Andrew Vicari (photo via BWW Society)
The following is true, even it comes from someone making close to Six Million per painting:
"The thing about being a painter," Andrew Vicari, who claims to being the most lavishly rewarded painter in the world, was saying, "is that every night you go to bed thinking the work you have done that day is fabulous. And then you wake up the next morning and look at your canvas and think it is worthless, a piece of junk, and you start again."
That feeling repeats itself everyday. I am so practical though, that I always believe each evening I can will myself to believe in my work in the same fashion the next day. And although there are stints of time where I require no pacing, or extra trips to the cafe - another words, no screwing around, to get to work, I still come back and have the feeling Vicari admits. I'm sure any painter or other artist I've ever met would relate.

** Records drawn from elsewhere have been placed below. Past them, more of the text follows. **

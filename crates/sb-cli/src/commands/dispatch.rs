use sb_config::SiteboardConfig;

use crate::cli::GlobalFlags;
use crate::cli::root_commands::Commands;
use crate::commands;

/// Dispatch a parsed command to the corresponding handler module.
pub async fn dispatch(
    command: Commands,
    config: SiteboardConfig,
    flags: &GlobalFlags,
) -> anyhow::Result<()> {
    match command {
        Commands::Serve(args) => commands::serve::handle(&args, config).await,
        Commands::Seed(args) => commands::seed::handle(&args, &config, flags).await,
        Commands::Site { action } => commands::site::handle(&action, &config, flags).await,
        Commands::Personnel { action } => {
            commands::personnel::handle(&action, &config, flags).await
        }
        Commands::Cert { action } => commands::cert::handle(&action, &config, flags).await,
        Commands::Stats => commands::stats::handle(&config, flags).await,
        Commands::Health => commands::health::handle(&config, flags).await,
        Commands::Schema(_) => unreachable!("schema is pre-dispatched in main"),
    }
}
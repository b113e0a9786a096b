use axum::Json;
use axum::extract::rejection::{JsonRejection, QueryRejection};
use axum::extract::{Path, Query, State};
use axum::http::StatusCode;
use axum::response::IntoResponse;

use sb_core::entities::NewPersonnel;
use sb_core::filters::PersonnelFilter;
use sb_core::responses::ApiEnvelope;
use sb_core::updates::PersonnelUpdate;
use sb_core::validation::{validate_new_personnel, validate_personnel_update};

use crate::error::{AppError, OrCode};
use crate::state::AppState;

pub async fn list(
    State(state): State<AppState>,
    filter: Result<Query<PersonnelFilter>, QueryRejection>,
) -> Result<impl IntoResponse, AppError> {
    let Query(filter) = filter?;
    let people = state.store.list_personnel(&filter).await.or_code("FETCH_ERROR")?;
    let count = people.len();
    Ok(Json(ApiEnvelope::ok(people).with_count(count)))
}

pub async fn detail(
    State(state): State<AppState>,
    Path(id): Path<String>,
) -> Result<impl IntoResponse, AppError> {
    let person = state.store.get_personnel(&id).await.or_code("FETCH_ERROR")?;
    Ok(Json(ApiEnvelope::ok(person)))
}

pub async fn create(
    State(state): State<AppState>,
    payload: Result<Json<NewPersonnel>, JsonRejection>,
) -> Result<impl IntoResponse, AppError> {
    let Json(input) = payload?;
    validate_new_personnel(&input)?;
    let person = state.store.create_personnel(input).await.or_code("CREATE_ERROR")?;
    tracing::info!(personnel_id = %person.id, "personnel created");
    Ok((
        StatusCode::CREATED,
        Json(ApiEnvelope::ok(person).with_message("personnel created")),
    ))
}

pub async fn update(
    State(state): State<AppState>,
    Path(id): Path<String>,
    payload: Result<Json<PersonnelUpdate>, JsonRejection>,
) -> Result<impl IntoResponse, AppError> {
    let Json(update) = payload?;
    validate_personnel_update(&update)?;
    let person = state
        .store
        .update_personnel(&id, &update)
        .await
        .or_code("UPDATE_ERROR")?;
    Ok(Json(ApiEnvelope::ok(person).with_message("personnel updated")))
}
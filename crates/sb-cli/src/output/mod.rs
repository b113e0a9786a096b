use std::io::IsTerminal;

use serde::Serialize;
use serde_json::Value;

use crate::cli::OutputFormat;

pub mod table;

/// Columns shown first when present; the rest follow alphabetically.
const LEADING_COLUMNS: [&str; 4] = ["id", "name", "company", "status"];

/// Render a serializable response to a string in the requested format.
pub fn render<T: Serialize>(value: &T, format: OutputFormat) -> anyhow::Result<String> {
    match format {
        OutputFormat::Json => Ok(serde_json::to_string_pretty(value)?),
        OutputFormat::Table => render_table(value),
        OutputFormat::Raw => Ok(serde_json::to_string(value)?),
        OutputFormat::Csv => render_csv(value),
    }
}

/// Print a serializable response in the requested format.
pub fn output<T: Serialize>(value: &T, format: OutputFormat) -> anyhow::Result<()> {
    let rendered = render(value, format)?;
    println!("{rendered}");
    Ok(())
}

fn render_table<T: Serialize>(value: &T) -> anyhow::Result<String> {
    match serde_json::to_value(value)? {
        Value::Array(items) => Ok(render_array_table(&items)),
        // Pages and search results carry their rows under one array field.
        Value::Object(map) if listing_rows(&map).is_some() => {
            Ok(listing_rows(&map).map_or_else(String::new, render_array_table))
        }
        Value::Object(map) => {
            let mut entries = map.into_iter().collect::<Vec<_>>();
            entries.sort_by(|a, b| a.0.cmp(&b.0));
            let rows = entries
                .into_iter()
                .map(|(key, value)| vec![key, value_to_cell(&value)])
                .collect::<Vec<_>>();
            Ok(table::render_entity_table(&["key", "value"], &rows, options()))
        }
        scalar => {
            let rows = vec![vec![value_to_cell(&scalar)]];
            Ok(table::render_entity_table(&["value"], &rows, options()))
        }
    }
}

/// Listings become one record per row; a single object becomes one record.
fn render_csv<T: Serialize>(value: &T) -> anyhow::Result<String> {
    let value = serde_json::to_value(value)?;
    let rows = match &value {
        Value::Array(items) => items.clone(),
        Value::Object(map) => listing_rows(map).map_or_else(|| vec![value.clone()], <[Value]>::to_vec),
        scalar => vec![serde_json::json!({ "value": scalar })],
    };

    let mut writer = csv::Writer::from_writer(Vec::new());
    if rows.iter().all(Value::is_object) {
        let headers = column_order(&rows);
        if headers.is_empty() {
            return Ok(String::new());
        }
        writer.write_record(&headers)?;
        for map in rows.iter().filter_map(Value::as_object) {
            writer.write_record(
                headers
                    .iter()
                    .map(|header| map.get(header).map_or_else(String::new, csv_field)),
            )?;
        }
    } else {
        writer.write_record(["value"])?;
        for item in &rows {
            writer.write_record([csv_field(item)])?;
        }
    }

    let bytes = writer.into_inner().map_err(|err| anyhow::anyhow!("csv flush failed: {err}"))?;
    let rendered = String::from_utf8(bytes)?;
    Ok(rendered.trim_end_matches('\n').to_string())
}

/// Null is an empty field in CSV rather than the table's dash.
fn csv_field(value: &Value) -> String {
    match value {
        Value::Null => String::new(),
        other => value_to_cell(other),
    }
}

fn listing_rows(map: &serde_json::Map<String, Value>) -> Option<&[Value]> {
    ["items", "sites"]
        .iter()
        .find_map(|key| map.get(*key).and_then(Value::as_array))
        .map(Vec::as_slice)
}

fn options() -> table::TableOptions {
    table::TableOptions {
        max_width: terminal_width(),
        color: std::io::stdout().is_terminal() && std::env::var_os("NO_COLOR").is_none(),
    }
}

fn terminal_width() -> Option<usize> {
    std::env::var("COLUMNS")
        .ok()
        .and_then(|raw| raw.trim().parse::<usize>().ok())
        .filter(|width| *width >= 40)
}

fn render_array_table(items: &[Value]) -> String {
    if items.is_empty() {
        return String::from("(no rows)");
    }

    if !items.iter().all(Value::is_object) {
        let rows = items
            .iter()
            .map(|item| vec![value_to_cell(item)])
            .collect::<Vec<_>>();
        return table::render_entity_table(&["value"], &rows, options());
    }

    let headers = column_order(items);
    if headers.is_empty() {
        return String::from("(no columns)");
    }

    let header_refs = headers.iter().map(String::as_str).collect::<Vec<_>>();
    let rows = items
        .iter()
        .filter_map(Value::as_object)
        .map(|map| {
            headers
                .iter()
                .map(|header| map.get(header).map_or_else(|| String::from("-"), value_to_cell))
                .collect::<Vec<_>>()
        })
        .collect::<Vec<_>>();

    table::render_entity_table(&header_refs, &rows, options())
}

/// Union of keys across rows, leading columns first and the rest alphabetical.
fn column_order(items: &[Value]) -> Vec<String> {
    let mut headers = Vec::<String>::new();
    for map in items.iter().filter_map(Value::as_object) {
        for key in map.keys() {
            if !headers.contains(key) {
                headers.push(key.clone());
            }
        }
    }

    headers.sort_by_key(|header| {
        let rank = LEADING_COLUMNS
            .iter()
            .position(|leading| *leading == header.as_str())
            .unwrap_or(LEADING_COLUMNS.len());
        (rank, header.clone())
    });
    headers
}

fn value_to_cell(value: &Value) -> String {
    match value {
        Value::Null => String::from("-"),
        Value::Bool(v) => v.to_string(),
        Value::Number(v) => v.to_string(),
        Value::String(v) => v.clone(),
        other => serde_json::to_string(other).unwrap_or_else(|_| String::from("<invalid-json>")),
    }
}

#[cfg(test)]
mod tests {
    use serde::Serialize;
    use serde_json::json;

    use super::render;
    use crate::cli::OutputFormat;

    #[derive(Serialize)]
    struct Example {
        id: &'static str,
        version: u32,
    }

    #[test]
    fn json_render_is_valid_json() {
        let value = Example { id: "SITE-1", version: 7 };
        let out = render(&value, OutputFormat::Json).expect("json render should work");
        let parsed: serde_json::Value = serde_json::from_str(&out).expect("json should parse");
        assert_eq!(parsed["id"], "SITE-1");
        assert_eq!(parsed["version"], 7);
    }

    #[test]
    fn raw_render_is_single_line_json() {
        let value = Example { id: "SITE-1", version: 7 };
        let out = render(&value, OutputFormat::Raw).expect("raw render should work");
        assert!(!out.contains('\n'));
    }

    #[test]
    fn table_render_for_object_is_key_value() {
        let value = Example { id: "SITE-1", version: 7 };
        let out = render(&value, OutputFormat::Table).expect("table render should work");
        assert!(out.lines().next().is_some_and(|line| line.contains("key")));
        assert!(out.contains("SITE-1"));
    }

    #[test]
    fn page_renders_its_items_with_id_first() {
        let page = json!({
            "items": [
                {"version": 2, "name": "Riverside", "id": "SITE-1", "manager_id": null},
                {"version": 1, "name": "Hilltop", "id": "SITE-2", "manager_id": "PRS-1"},
            ],
            "total": 2,
        });
        let out = render(&page, OutputFormat::Table).expect("table render should work");
        let header = out.lines().next().expect("header line");
        assert!(header.starts_with("id"));
        assert!(header.find("name") < header.find("version"));
        assert!(out.contains("Hilltop"));
        assert!(!out.contains("total"));
    }

    #[test]
    fn empty_listing_says_so() {
        let out = render(&json!({"sites": []}), OutputFormat::Table).expect("render");
        assert_eq!(out, "(no rows)");
    }

    #[test]
    fn csv_listing_has_header_and_one_record_per_row() {
        let page = json!({
            "items": [
                {"version": 2, "name": "Riverside, East", "id": "SITE-1", "manager_id": null},
                {"version": 1, "name": "현장 \"A\"", "id": "SITE-2", "manager_id": "PRS-1"},
            ],
            "total": 2,
        });
        let out = render(&page, OutputFormat::Csv).expect("csv render should work");
        let lines = out.lines().collect::<Vec<_>>();
        assert_eq!(lines.len(), 3);
        assert_eq!(lines[0], "id,name,manager_id,version");
        assert_eq!(lines[1], "SITE-1,\"Riverside, East\",,2");
        assert_eq!(lines[2], "SITE-2,\"현장 \"\"A\"\"\",PRS-1,1");
        assert!(!out.contains("total"));
    }

    #[test]
    fn csv_single_object_is_one_record() {
        let value = Example { id: "SITE-1", version: 7 };
        let out = render(&value, OutputFormat::Csv).expect("csv render should work");
        assert_eq!(out, "id,version\nSITE-1,7");
    }

    #[test]
    fn csv_empty_listing_is_empty() {
        let out = render(&json!({"sites": []}), OutputFormat::Csv).expect("render");
        assert_eq!(out, "");
    }
}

It is about how painting requires you to articulate honestly - which really means exactly what you're about, what ever is secretly repressed, what might be worrying you or even delighting you. That translates to being emotional, at least with paint. Emotions or states of mind change daily - hourly.

I was taught to be disciplined.You go to your studio to work even if you cannot. You paint until you can. That's not exactly emotional. But eventually emotion comes out of me. It's like I previously mentioned with Ginsberg's words.That semi "meditative" process creates a place you can be focused and closer to your thoughts.

I think the best when I am drawing. I've come to identify my drawing as simply a tool in my process - but usually not to any greater clarity of what I will paint, but great understanding as to how. I draw people. They are ordering coffee or hunched over bundling up children to leave. But my sketchbook reveals variances in line weight, shading, masses of tangled line - a mass of thought - and maybe some bit of clarity with a nose or ear. But inside, I feel sorted and able.

And honestly, I'm not sure I've exactly replicated that experience in the studio yet. Painting for 6 hours in a row usually brings me close. However, like Vicari says, it's coming back into the studio only to feel like the previous day was a waste, is how you ever get back to work to fix it.